Page added on January 3, 2010
The problem with the future is that it’s not always like the past. In fact, were this statement not true, history would indeed be “bunk” just as Henry Ford once said. But, of course, history is a chronicle of what changed and therefore led to a future that was different from the past.
So, it is puzzling that such an obvious truism is so easily dismissed when it comes to the future of oil and energy in general. Enter one Porter Stansberry, an investment newsletter writer, who knows that “peak oil is an economic impossibility.” In the linked interview he likens oil to copper. We have found substitutes for copper, namely optical fiber, so we will certainly find substitutes for oil in the quantities we need at the time we need them. He insists though that we won’t need them for a very long time.

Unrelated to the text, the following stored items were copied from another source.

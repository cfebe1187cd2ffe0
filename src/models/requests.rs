use serde::{Deserialize, Serialize};
use validator::Validate;

/// Request to record a directional like
#[derive(Debug, Clone, Serialize, Deserialize, Validate)]
pub struct LikeRequest {
    #[validate(length(min = 1))]
    #[serde(alias = "from_actor", rename = "from")]
    pub from: String,
    #[validate(length(min = 1))]
    #[serde(alias = "to_actor", rename = "to")]
    pub to: String,
}

/// Request to withdraw a like prior to a match
#[derive(Debug, Clone, Serialize, Deserialize, Validate)]
pub struct UnlikeRequest {
    #[validate(length(min = 1))]
    #[serde(alias = "from_actor", rename = "from")]
    pub from: String,
    #[validate(length(min = 1))]
    #[serde(alias = "to_actor", rename = "to")]
    pub to: String,
}

/// Request to revoke an existing mutual match
#[derive(Debug, Clone, Serialize, Deserialize, Validate)]
pub struct UnmatchRequest {
    #[validate(length(min = 1))]
    #[serde(alias = "pair_key", rename = "pairKey")]
    pub pair_key: String,
}

/// Query parameters for the score endpoint
#[derive(Debug, Clone, Deserialize, Validate)]
pub struct ScoreParams {
    #[validate(length(min = 1))]
    pub viewer: String,
    #[validate(length(min = 1))]
    pub candidate: String,
}

/// Query parameters for the ranked-list endpoint
///
/// `candidates` is a comma-separated id list.
#[derive(Debug, Clone, Deserialize, Validate)]
pub struct RankedParams {
    #[validate(length(min = 1))]
    pub viewer: String,
    #[validate(length(min = 1))]
    pub candidates: String,
}

/// Query parameters for the disclosure-filtered profile view
#[derive(Debug, Clone, Deserialize, Validate)]
pub struct ProfileViewParams {
    #[validate(length(min = 1))]
    pub viewer: String,
    #[validate(length(min = 1))]
    pub target: String,
}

Stansberry is correct when he states that “[i]t does not naturally follow that a limited supply of oil would limit our production of energy.” There are certainly many other known ways to extract energy from the environment. Perhaps some of them such as widespread deployment of thorium-based molten salt reactors might validate Stansberry’s observation. But then he states:
The idea that we would lose the ability to create energy in an economic way, in my mind, is absurd. The entire history of the human population is nothing but falling prices for valuable commodities-not measured in dollars, but measured in real terms. I have no doubt in my mind that by the time I’m dead the price of energy in real terms will be far less than it is today.
Here he makes sweeping general statements about the past. It is not true that commodity prices have been falling in real terms for all of human history. There have been sustained bouts of rising prices. It is true that real prices for many commodities have been on a roughly downward trajectory from the beginning of the industrial revolution. This is in part due to the rising availability of cheap fossil fuel energy used to obtain those commodities, whether it is metal from ever lower grades of ore or rising farm productivity largely abetted by fossil fuel inputs such as nitrogen fertilizer from natural gas and pesticides and herbicides from petrochemicals.